++++ Input for this task

use thiserror::Error;

/// Aggregates failures from the components the engine drives. Per-record
/// failures never surface here — those land in `MigrationResult::errors`
/// (spec §7 "the engine converts per-record failures into errors[]").
#[derive(Debug, Error)]
pub enum EngineError {
    #[error("schema error: {0}")]
    Schema(#[from] model::SchemaError),
    #[error("pool error: {0}")]
    Pool(#[from] connectors::PoolError),
    #[error("export source error: {0}")]
    Export(String),
    #[error("operation cancelled")]
    Cancelled,
    #[error("unknown entity '{0}' referenced by migration data")]
    UnknownEntity(String),
}
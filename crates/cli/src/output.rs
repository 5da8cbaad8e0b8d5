use crate::error::CliError;
use model::MigrationResult;
use reporter::{OutputFormat, ProgressReporter, ReporterConfig};
use tokio::sync::mpsc;

/// Builds the one `ProgressReporter` a run uses for both its progress
/// stream and its terminal summary (spec §4.8: one format chosen at
/// startup, never mixed).
pub fn reporter_for(json: bool) -> ProgressReporter {
    let format = if json { OutputFormat::Ndjson } else { OutputFormat::Human };
    ProgressReporter::new(ReporterConfig::new(format))
}

/// Spawns the reporter's consumer loop against `rx`, returning the handle
/// so the caller can await it after the producing side finishes.
pub fn spawn_reporter(
    reporter: &ProgressReporter,
    rx: mpsc::Receiver<model::ProgressEvent>,
) -> tokio::task::JoinHandle<()> {
    let reporter = reporter.clone();
    tokio::spawn(async move { reporter.run(rx).await })
}

pub fn print_summary(reporter: &ProgressReporter, result: &MigrationResult) -> Result<(), CliError> {
    reporter.summarize(result);
    Ok(())
}
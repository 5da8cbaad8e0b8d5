pub mod data_xml;
pub mod schema_xml;

pub use data_xml::{read_data, write_data};
pub use schema_xml::{read_schema, write_schema};
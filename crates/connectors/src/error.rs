use std::time::Duration;
use thiserror::Error;

/// How the low-level transport classified a failed request. The executor
/// consults this to decide retry vs. propagate (spec §7): only `Throttled`
/// and `Transient` are retried here; everything else bubbles up.
#[derive(Debug, Clone)]
pub enum RemoteErrorKind {
    /// The remote signalled rate limiting (HTTP 429 or equivalent).
    Throttled { retry_after: Option<Duration> },
    /// Network reset, 5xx, timeout — safe to retry the same request.
    Transient,
    /// The request is not known to have reached the server (e.g. a
    /// connection reset before the response), so even non-idempotent
    /// `Create` operations may be retried.
    NotSent,
    /// The remote rejected a specific record inside an otherwise
    /// successful batch (validation, missing reference, permission).
    PermanentPerRecord {
        error_code: model::ErrorCode,
        field: Option<String>,
    },
    /// The remote rejected the whole request in a non-retryable way.
    PermanentFatal,
}

#[derive(Debug, Error)]
#[error("{kind:?}: {message}")]
pub struct RemoteError {
    pub kind: RemoteErrorKind,
    pub message: String,
}

impl RemoteError {
    pub fn new(kind: RemoteErrorKind, message: impl Into<String>) -> Self {
        Self {
            kind,
            message: message.into(),
        }
    }

    pub fn is_retryable(&self) -> bool {
        matches!(
            self.kind,
            RemoteErrorKind::Throttled { .. } | RemoteErrorKind::Transient | RemoteErrorKind::NotSent
        )
    }
}

#[derive(Debug, Error)]
pub enum SourceError {
    #[error("authentication failed: {0}")]
    AuthFailed(String),
    #[error("client acquisition was cancelled")]
    Cancelled,
    #[error("transport error: {0}")]
    Transport(String),
}

#[derive(Debug, Error)]
pub enum PoolError {
    #[error("unauthorized: {0}")]
    Unauthorized(String),
    #[error("no source can serve this endpoint")]
    NoSource,
    #[error("acquisition cancelled")]
    Cancelled,
}

#[derive(Debug, Error)]
pub enum FileError {
    #[error("io error reading file: {0}")]
    Io(#[from] std::io::Error),
    #[error("csv error: {0}")]
    Csv(#[from] csv::Error),
    #[error("mapping references unknown source column: {0}")]
    UnknownColumn(String),
    #[error("lookup resolution error for field '{field}': {message}")]
    LookupResolution { field: String, message: String },
}
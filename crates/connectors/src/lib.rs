pub mod client;
pub mod csv;
pub mod error;
pub mod source;

pub use client::{BatchOutcome, Client, ExecuteOutcome, RowResult};
pub use error::{FileError, PoolError, RemoteError, RemoteErrorKind, SourceError};
pub use source::{ClientFactory, ConnectionSource, Lease, DEFAULT_MAX_CONCURRENT};
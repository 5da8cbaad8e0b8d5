//! Export orchestration (spec §4.7). The engine doesn't speak the remote's
//! wire protocol directly; it drives a caller-supplied [`ExportSource`],
//! one paged-record trait shared by every Dataverse-style backend.

use crate::error::EngineError;
use crate::options::ExportOptions;
use async_trait::async_trait;
use model::{EntitySchema, ManyToManyAssociation, MigrationData, Phase, ProgressEvent, Record, Schema};
use tokio::sync::mpsc;
use tokio_util::sync::CancellationToken;
use tracing::debug;

/// One page of records plus an opaque continuation token.
pub struct Page {
    pub records: Vec<Record>,
    pub next_cursor: Option<String>,
}

/// Paged reader the engine drives to pull entity records and M2M target ids
/// out of the source environment (spec §4.7 "Export operations").
#[async_trait]
pub trait ExportSource: Send + Sync {
    async fn fetch_page(
        &self,
        entity: &str,
        cursor: Option<&str>,
        page_size: u32,
    ) -> Result<Page, EngineError>;

    async fn fetch_associations(
        &self,
        entity: &str,
        relationship: &str,
        source_ids: &[uuid::Uuid],
    ) -> Result<Vec<ManyToManyAssociation>, EngineError>;
}

/// Runs a full export over every entity in `schema`, in the schema's
/// declared order (dependency order is not required for export, only used
/// for stable progress reporting per spec §4.7).
pub async fn export(
    source: &dyn ExportSource,
    schema: Schema,
    options: &ExportOptions,
    progress_out: mpsc::Sender<ProgressEvent>,
    cancel: CancellationToken,
) -> Result<MigrationData, EngineError> {
    let mut data = MigrationData::new(schema.clone());

    for entity in schema.entities() {
        if cancel.is_cancelled() {
            return Err(EngineError::Cancelled);
        }
        let records = export_entity(source, entity, options, &progress_out).await?;
        data.entity_records.insert(entity.logical_name.clone(), records);

        for relationship in &entity.relationships {
            if cancel.is_cancelled() {
                return Err(EngineError::Cancelled);
            }
            let source_ids: Vec<uuid::Uuid> = data
                .entity_records
                .get(&entity.logical_name)
                .into_iter()
                .flatten()
                .map(|r| r.id)
                .collect();
            let associations = source
                .fetch_associations(&entity.logical_name, &relationship.name, &source_ids)
                .await?;
            data.associations
                .insert(relationship.name.clone(), associations);
        }
    }

    Ok(data)
}

async fn export_entity(
    source: &dyn ExportSource,
    entity: &EntitySchema,
    options: &ExportOptions,
    progress_out: &mpsc::Sender<ProgressEvent>,
) -> Result<Vec<Record>, EngineError> {
    let mut records = Vec::new();
    let mut cursor: Option<String> = None;

    loop {
        let page = source
            .fetch_page(&entity.logical_name, cursor.as_deref(), options.page_size)
            .await?;
        let fetched = page.records.len() as u64;
        records.extend(page.records);

        let event = ProgressEvent::new(Phase::Exporting, records.len() as u64, records.len() as u64)
            .for_entity(entity.logical_name.clone());
        let _ = progress_out.send(event).await;
        debug!(entity = %entity.logical_name, fetched, "exported page");

        match page.next_cursor {
            Some(next) => cursor = Some(next),
            None => break,
        }
    }

    Ok(records)
}
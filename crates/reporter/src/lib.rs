//! Progress Reporter (spec §4.8): the sole consumer of the engine's
//! `ProgressEvent` channel. Strictly one producer, one consumer, one
//! format chosen at startup — no subscription registry, since there is
//! exactly one thing listening.

pub mod classify;
pub mod eta;
pub mod format;

pub use classify::{classify, ErrorClass};
pub use format::{OutputFormat, ReporterConfig};

use eta::RateTracker;
use model::{MigrationResult, Phase, ProgressEvent};
use std::collections::HashMap;
use tokio::sync::mpsc;

type ProgressKey = (Phase, Option<String>);

#[derive(Clone)]
pub struct ProgressReporter {
    config: ReporterConfig,
}

impl ProgressReporter {
    pub fn new(config: ReporterConfig) -> Self {
        Self { config }
    }

    /// Drains `rx` until the producer drops its sender. One line per
    /// event; `current`/`successCount`/`failureCount` are clamped to be
    /// monotone per `(phase, entity)` key even though the executor's
    /// aggregator already guarantees it upstream (spec §4.8).
    pub async fn run(&self, mut rx: mpsc::Receiver<ProgressEvent>) {
        let mut trackers: HashMap<ProgressKey, RateTracker> = HashMap::new();
        let mut last_seen: HashMap<ProgressKey, (u64, u64, u64)> = HashMap::new();

        while let Some(mut event) = rx.recv().await {
            let key = event.key();
            let (last_current, last_success, last_failure) =
                last_seen.get(&key).copied().unwrap_or((0, 0, 0));

            if event.current < last_current {
                tracing::warn!(phase = %event.phase, entity = ?event.entity, "progress event reported a non-monotone current; clamping");
                event.current = last_current;
            }
            event.success_count = event.success_count.max(last_success);
            event.failure_count = event.failure_count.max(last_failure);
            last_seen.insert(key.clone(), (event.current, event.success_count, event.failure_count));

            let tracker = trackers.entry(key).or_insert_with(|| RateTracker::new(event.total));
            let (rate, eta) = tracker.observe(event.current, event.total);
            event.instant_rate = rate;
            event.eta_seconds = eta;

            self.write_event(&event);
        }
    }

    /// Emits the terminal summary (spec §4.8 "exactly one terminal event
    /// with the full summary and list of errors").
    pub fn summarize(&self, result: &MigrationResult) {
        match self.config.format {
            OutputFormat::Ndjson => {
                if let Ok(line) = serde_json::to_string(result) {
                    println!("{line}");
                }
            }
            OutputFormat::Human => self.print_human_summary(result),
        }
    }

    fn write_event(&self, event: &ProgressEvent) {
        match self.config.format {
            OutputFormat::Ndjson => {
                if let Ok(line) = serde_json::to_string(event) {
                    println!("{line}");
                }
            }
            OutputFormat::Human => self.print_human_event(event),
        }
    }

    fn print_human_event(&self, event: &ProgressEvent) {
        let entity = event.entity.as_deref().unwrap_or("-");
        let pct = if event.total == 0 {
            100.0
        } else {
            event.current as f64 / event.total as f64 * 100.0
        };
        let eta = event
            .eta_seconds
            .map(eta::format_duration)
            .unwrap_or_else(|| "--:--".to_string());
        let rate = event
            .instant_rate
            .map(|r| format!("{r:.1}/s"))
            .unwrap_or_else(|| "-".to_string());

        let line = format!(
            "[{phase}] {entity} {current}/{total} ({pct:.1}%) ok={ok} fail={fail} rate={rate} eta={eta}",
            phase = event.phase,
            current = event.current,
            total = event.total,
            ok = event.success_count,
            fail = event.failure_count,
        );
        println!("{}", self.colorize(&line, event.failure_count > 0));
    }

    fn print_human_summary(&self, result: &MigrationResult) {
        let header = if result.success {
            "Migration completed"
        } else {
            "Migration completed with errors"
        };
        println!("{}", self.colorize(header, !result.success));
        println!(
            "  total={} success={} failure={} skipped={}",
            result.total_records,
            result.success_count,
            result.failure_count,
            result.skipped_count.unwrap_or(0)
        );
        println!("  duration={:.1}s", result.duration.as_secs_f64());

        if result.errors.is_empty() {
            return;
        }

        println!("  error classes:");
        for class in classify::classify(&result.errors) {
            match class.suggestion {
                Some(suggestion) => println!("    {:?} x{}: {suggestion}", class.code, class.count),
                None => println!("    {:?} x{}", class.code, class.count),
            }
        }

        println!("  sample errors:");
        for error in result.errors.iter().take(self.config.max_errors) {
            println!("    {} [{}]: {}", error.entity, error.row_ref, error.message);
        }
        let omitted = result.errors.len().saturating_sub(self.config.max_errors);
        if omitted > 0 {
            println!("    ... {omitted} omitted");
        }
    }

    fn colorize(&self, text: &str, warn: bool) -> String {
        if !self.config.color {
            return text.to_string();
        }
        if warn {
            format!("\u{1b}[31m{text}\u{1b}[0m")
        } else {
            format!("\u{1b}[32m{text}\u{1b}[0m")
        }
    }
}
//! A file-backed [`Client`]/[`ClientFactory`] that appends every applied
//! operation to an ndjson sink and returns synthetic success outcomes.
//!
//! The workspace ships no live Dataverse-style wire client — credential
//! acquisition mechanics are explicitly out of scope — so this is the
//! CLI's one concrete, runnable target: useful for demos, CI, and
//! dry-run-style verification of a migration's shape. Production
//! deployments plug in their own `connectors::ClientFactory` in place of
//! this one; nothing else in `engine`/`executor`/`pool` depends on it.

use async_trait::async_trait;
use connectors::{
    BatchOutcome, Client, ClientFactory, ExecuteOutcome, RemoteError, RemoteErrorKind, RowResult,
    SourceError,
};
use model::{Batch, Operation};
use serde::Serialize;
use std::fs::{File, OpenOptions};
use std::io::Write;
use std::path::{Path, PathBuf};
use std::sync::Mutex;

#[derive(Serialize)]
struct AppliedOperation<'a> {
    kind: &'static str,
    entity: &'a str,
    operation: &'a Operation,
}

fn outcome_for(operation: &Operation) -> ExecuteOutcome {
    match operation {
        Operation::Create(record) => ExecuteOutcome::Created(record.id),
        Operation::Update(_) => ExecuteOutcome::Updated,
        Operation::Upsert { record, .. } => ExecuteOutcome::Upserted(record.id),
        Operation::Delete(_) => ExecuteOutcome::Deleted,
        Operation::Associate { .. } => ExecuteOutcome::Associated,
        Operation::Disassociate { .. } => ExecuteOutcome::Disassociated,
    }
}

pub struct FileClient {
    sink: Mutex<File>,
}

impl FileClient {
    fn append(&self, operation: &Operation) -> std::io::Result<()> {
        let entry = AppliedOperation {
            kind: operation.kind(),
            entity: operation.entity(),
            operation,
        };
        let line = serde_json::to_string(&entry).expect("Operation always serializes");
        let mut sink = self.sink.lock().expect("file sink mutex poisoned");
        writeln!(sink, "{line}")
    }
}

#[async_trait]
impl Client for FileClient {
    async fn execute(&self, operation: &Operation) -> Result<ExecuteOutcome, RemoteError> {
        self.append(operation)
            .map_err(|e| RemoteError::new(RemoteErrorKind::Transient, e.to_string()))?;
        Ok(outcome_for(operation))
    }

    async fn execute_batched(&self, batch: &Batch) -> Result<BatchOutcome, RemoteError> {
        let rows = batch
            .items
            .iter()
            .map(|item| {
                let outcome = self
                    .append(&item.operation)
                    .map(|_| outcome_for(&item.operation))
                    .map_err(|e| RemoteError::new(RemoteErrorKind::Transient, e.to_string()));
                RowResult {
                    row_ref: item.row_ref.clone(),
                    outcome,
                }
            })
            .collect();
        Ok(BatchOutcome { rows })
    }

    fn is_poisoned(&self) -> bool {
        false
    }
}

pub struct FileClientFactory {
    path: PathBuf,
}

impl FileClientFactory {
    pub fn new(path: impl AsRef<Path>) -> Self {
        Self {
            path: path.as_ref().to_path_buf(),
        }
    }
}

#[async_trait]
impl ClientFactory for FileClientFactory {
    async fn connect(&self) -> Result<Box<dyn Client>, SourceError> {
        let file = OpenOptions::new()
            .create(true)
            .append(true)
            .open(&self.path)
            .map_err(|e| SourceError::Transport(e.to_string()))?;
        Ok(Box::new(FileClient {
            sink: Mutex::new(file),
        }))
    }

    fn endpoint(&self) -> &str {
        "file"
    }
}

#[cfg(test)]
mod tests {
    use super::*;
    use model::{Record, RowRef};
    use uuid::Uuid;

    #[tokio::test]
    async fn execute_batched_appends_one_line_per_row() {
        let dir = tempfile::tempdir().unwrap();
        let sink_path = dir.path().join("applied.ndjson");
        let factory = FileClientFactory::new(&sink_path);
        let client = factory.connect().await.unwrap();

        let items = vec![model::BatchItem {
            row_ref: RowRef::Row(0),
            operation: Operation::Create(Record::new("account", Uuid::new_v4())),
        }];
        let batch = Batch::new("b1", "account", items);
        let outcome = client.execute_batched(&batch).await.unwrap();
        assert_eq!(outcome.rows.len(), 1);
        assert!(outcome.rows[0].outcome.is_ok());

        let written = std::fs::read_to_string(&sink_path).unwrap();
        assert_eq!(written.lines().count(), 1);
        assert!(written.contains("\"kind\":\"create\""));
    }
}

++++++++

■ **Instructions for the task**:
Copy every line from the records that holds the string "loop".

■ **Your solution**:
/// Spawns the reporter's consumer loop against `rx`, returning the handle
    loop {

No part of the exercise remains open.